■ **About this task**: Write out, please, the lines from the beginning of the material to the line with "replacement is visible.", including both ends and nothing else.

[Task data]

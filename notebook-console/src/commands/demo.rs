//! `nbconsole demo` - scripted lifecycle walkthrough without the TUI
//!
//! Drives the manager through start, create, stop, connect, delete and
//! dispose, printing the keyed toast after each step so the
//! loading -> success replacement is visible.

use std::sync::Arc;

use tokio::sync::broadcast::{self, error::TryRecvError};

use notebook_core::backend::Latency;
use notebook_core::form::{CreateRequest, EditRequest};
use notebook_core::manager::LifecycleManager;
use notebook_core::model::{ConnectKind, InstanceStatus};
use notebook_core::notify::{NotificationCenter, op_key};
use notebook_core::reducer::{ConsoleEvent, EventEnvelope};

use crate::console::Setup;

const DEMO_LATENCY_MS: u64 = 300;

struct Walkthrough {
    manager: LifecycleManager,
    center: Arc<NotificationCenter>,
    events: broadcast::Receiver<EventEnvelope>,
}

impl Walkthrough {
    fn step(&self, title: &str) {
        println!("\n== {} ==", title);
    }

    fn toast(&self, operation: &str, id: &str) {
        match self.center.get(&op_key(operation, id)) {
            Some(n) => println!("  toast [{}] {}: {}", n.key, n.level.label(), n.text),
            None => println!("  toast [{}] (none)", op_key(operation, id)),
        }
    }

    /// Print reducer events emitted since the last drain.
    fn drain_events(&mut self) {
        loop {
            match self.events.try_recv() {
                Ok(env) => {
                    if let Some(line) = describe(&env.event) {
                        println!("  #{:<3} {}", env.id, line);
                    }
                }
                Err(TryRecvError::Lagged(n)) => println!("  ({} events skipped)", n),
                Err(TryRecvError::Empty) | Err(TryRecvError::Closed) => break,
            }
        }
    }

    async fn status(&self, id: &str) -> String {
        match self.manager.instance(id).await {
            Some(inst) => format!("{} ({})", inst.status, inst.runtime_label()),
            None => "gone".to_string(),
        }
    }

    async fn first_with(&self, statuses: &[InstanceStatus]) -> Option<String> {
        self.manager
            .instances()
            .await
            .into_iter()
            .find(|i| statuses.contains(&i.status))
            .map(|i| i.id)
    }
}

fn describe(event: &ConsoleEvent) -> Option<String> {
    Some(match event {
        ConsoleEvent::Loaded { instances, .. } => format!("loaded {} instance(s)", instances.len()),
        ConsoleEvent::InstanceCreated { instance } => {
            format!("{} created ({})", instance.id, instance.status)
        }
        ConsoleEvent::StatusChanged { id, status } => format!("{} -> {}", id, status),
        ConsoleEvent::Started { id, url, .. } => format!("{} running at {}", id, url),
        ConsoleEvent::Stopped { id } => format!("{} stopped", id),
        ConsoleEvent::Edited { id, .. } => format!("{} edited", id),
        ConsoleEvent::DescriptionUpdated { id, .. } => format!("{} description updated", id),
        ConsoleEvent::TagSet { id, tag } => format!("{} tagged {}", id, tag),
        ConsoleEvent::TagRemoved { id, key } => format!("{} untagged {}", id, key),
        ConsoleEvent::InstanceDeleted { id } => format!("{} deleted", id),
        ConsoleEvent::Logged { .. } | ConsoleEvent::Tick { .. } => return None,
    })
}

/// Run the demo command
pub async fn run_demo(setup: &Setup) -> Result<(), String> {
    let center = Arc::new(NotificationCenter::new());
    let manager = setup
        .manager_with_latency(center.clone(), Latency::uniform(DEMO_LATENCY_MS))
        .await?;
    let events = manager.subscribe();
    let mut w = Walkthrough {
        manager,
        center,
        events,
    };

    println!("Source: {}", setup.source_label());
    println!("Backend: {} ({}ms per operation)", w.manager.backend_name(), DEMO_LATENCY_MS);

    // Start
    if let Some(id) = w
        .first_with(&[InstanceStatus::Stopped, InstanceStatus::Failed])
        .await
    {
        w.step(&format!("start {}", id));
        w.manager.start(&id).await.map_err(|e| e.to_string())?;
        w.toast("start", &id);
        if let Err(e) = w.manager.start(&id).await {
            println!("  second start rejected: {}", e);
        }
        w.manager.settle().await;
        w.toast("start", &id);
        println!("  status: {}", w.status(&id).await);
        w.drain_events();
    }

    // Create
    w.step("create demo-notebook");
    let mut req = CreateRequest::new("demo-notebook", "CPU: 2 vCPUs 8GB", "python-3.11");
    req.ssh_enabled = true;
    req.auto_stop_hours = Some(2);
    let created = w.manager.create(req).await.map_err(|e| e.to_string())?;
    println!("  new id: {} status: {}", created, w.status(&created).await);
    w.toast("create", &created);
    w.manager.settle().await;
    w.toast("create", &created);
    println!("  status: {}", w.status(&created).await);
    w.drain_events();

    // Edit while running
    w.step(&format!("edit {} while running", created));
    let patch = EditRequest {
        image: Some("python-3.12".into()),
        ..Default::default()
    };
    match w.manager.edit(&created, patch).await {
        Ok(()) => println!("  edit applied"),
        Err(e) => println!("  rejected: {}", e),
    }

    // Connect
    w.step(&format!("connect {}", created));
    for kind in ConnectKind::ALL {
        match w.manager.connect(&created, kind).await {
            Ok(target) => println!("  {:<8} {}", kind.label(), target.as_str()),
            Err(e) => println!("  {:<8} {}", kind.label(), e),
        }
    }

    // Stop
    w.step(&format!("stop {}", created));
    if let Err(e) = w.manager.stop(&created, false).await {
        println!("  without confirmation: {}", e);
    }
    w.manager.stop(&created, true).await.map_err(|e| e.to_string())?;
    w.toast("stop", &created);
    w.manager.settle().await;
    w.toast("stop", &created);
    println!("  status: {}", w.status(&created).await);
    w.drain_events();

    // Delete
    w.step(&format!("delete {}", created));
    w.manager.delete(&created).await.map_err(|e| e.to_string())?;
    w.toast("delete", &created);
    println!("  status: {}", w.status(&created).await);
    w.drain_events();

    // Dispose with a start in flight
    if let Some(id) = w
        .first_with(&[InstanceStatus::Stopped, InstanceStatus::Failed])
        .await
    {
        w.step(&format!("dispose while {} is starting", id));
        w.manager.start(&id).await.map_err(|e| e.to_string())?;
        println!("  pending completions: {}", w.manager.pending());
        w.manager.dispose();
        w.manager.settle().await;
        println!("  status after dispose: {}", w.status(&id).await);
        if let Err(e) = w.manager.start(&id).await {
            println!("  further operations: {}", e);
        }
        w.drain_events();
    }

    println!("\n{} toast key(s) recorded", w.center.len());
    Ok(())
}

#[cfg(test)]
mod tests {
    use super::*;
    use notebook_core::model::Tag;

    #[test]
    fn test_describe_skips_noise() {
        assert!(describe(&ConsoleEvent::Tick {
            elapsed: std::time::Duration::from_secs(1)
        })
        .is_none());
        assert_eq!(
            describe(&ConsoleEvent::TagSet {
                id: "NB-1".into(),
                tag: Tag::new("team", "cv"),
            })
            .as_deref(),
            Some("NB-1 tagged team=cv")
        );
    }
}
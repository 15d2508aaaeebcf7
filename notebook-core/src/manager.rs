//! Instance lifecycle manager
//!
//! Owns the console state and is the only thing that mutates it. Every
//! operation follows the same shape:
//!
//! 1. take the state write lock
//! 2. ask [`lifecycle::next_state`] whether the action is allowed
//! 3. apply the immediate effect as reducer events
//! 4. notify, and for start/stop/create spawn the backend call into the
//!    task scope; its completion is re-validated before it is applied
//!
//! Checking and applying under one lock means a second start issued before
//! the first completes sees `Starting` and is rejected.
//!
//! Each start/stop/create takes a fresh operation number for its instance.
//! A completion only lands while its number is still the current one, so a
//! create that was overtaken by `mark_failed` and a new start cannot finish
//! that start early.

use std::collections::BTreeMap;
use std::sync::atomic::{AtomicBool, AtomicU64, Ordering};
use std::sync::{Arc, Mutex, MutexGuard};
use std::time::Duration;

use chrono::Utc;
use tokio::sync::{RwLock, RwLockReadGuard, broadcast};
use tracing::{debug, info, warn};

use crate::backend::{Backend, BackendError, Endpoints};
use crate::error::OperationError;
use crate::filter::QueryFilter;
use crate::form::{self, CreateRequest, EditRequest};
use crate::lifecycle::{self, Action, CREATED_STATUS};
use crate::link::ConnectTarget;
use crate::model::{ConnectKind, Instance, InstanceId, InstanceStatus, Tag};
use crate::notify::{Level, Notifier, op_key};
use crate::reducer::{ConsoleEvent, EventEnvelope, reduce};
use crate::source::{InstanceSource, SourceError};
use crate::state::{ConsoleState, EventLevel, InstanceEvent};
use crate::tasks::{CancelToken, TaskScope};

const EVENT_CHANNEL_CAP: usize = 1_000;

/// State and ports shared with in-flight completions
struct Shared {
    state: RwLock<ConsoleState>,
    notifier: Arc<dyn Notifier>,
    event_tx: broadcast::Sender<EventEnvelope>,
    next_event_id: AtomicU64,
    /// Current in-flight operation per instance. Only touched with the state
    /// write lock held.
    ops: Mutex<BTreeMap<InstanceId, (u64, Pending)>>,
    next_op: AtomicU64,
}

impl Shared {
    fn emit(&self, state: &mut ConsoleState, event: ConsoleEvent) {
        let env = EventEnvelope {
            id: self.next_event_id.fetch_add(1, Ordering::SeqCst),
            at: Utc::now(),
            event,
        };
        reduce(state, &env);
        // No subscribers is fine
        let _ = self.event_tx.send(env);
    }

    fn log(&self, state: &mut ConsoleState, id: &str, level: EventLevel, message: String) {
        self.emit(state, ConsoleEvent::Logged {
            id: id.to_string(),
            level,
            message,
        });
    }

    fn notify(&self, key: &str, level: Level, text: &str) {
        self.notifier.notify(key, level, text);
    }

    fn ops(&self) -> MutexGuard<'_, BTreeMap<InstanceId, (u64, Pending)>> {
        self.ops.lock().unwrap_or_else(|poisoned| poisoned.into_inner())
    }

    /// Supersede whatever was in flight for `id`.
    fn begin_op(&self, id: &str, pending: Pending) -> u64 {
        let seq = self.next_op.fetch_add(1, Ordering::SeqCst);
        self.ops().insert(id.to_string(), (seq, pending));
        seq
    }

    /// Forget the in-flight operation for `id`, returning what it was.
    fn end_op(&self, id: &str) -> Option<Pending> {
        self.ops().remove(id).map(|(_, pending)| pending)
    }

    fn is_current(&self, id: &str, seq: u64) -> bool {
        self.ops().get(id).is_some_and(|(current, _)| *current == seq)
    }
}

[/Task data]

■ **Response area**:
filename notebook-console/src/commands/demo.rs
//! `nbconsole demo` - scripted lifecycle walkthrough without the TUI
//!
//! Drives the manager through start, create, stop, connect, delete and
//! dispose, printing the keyed toast after each step so the
//! loading -> success replacement is visible.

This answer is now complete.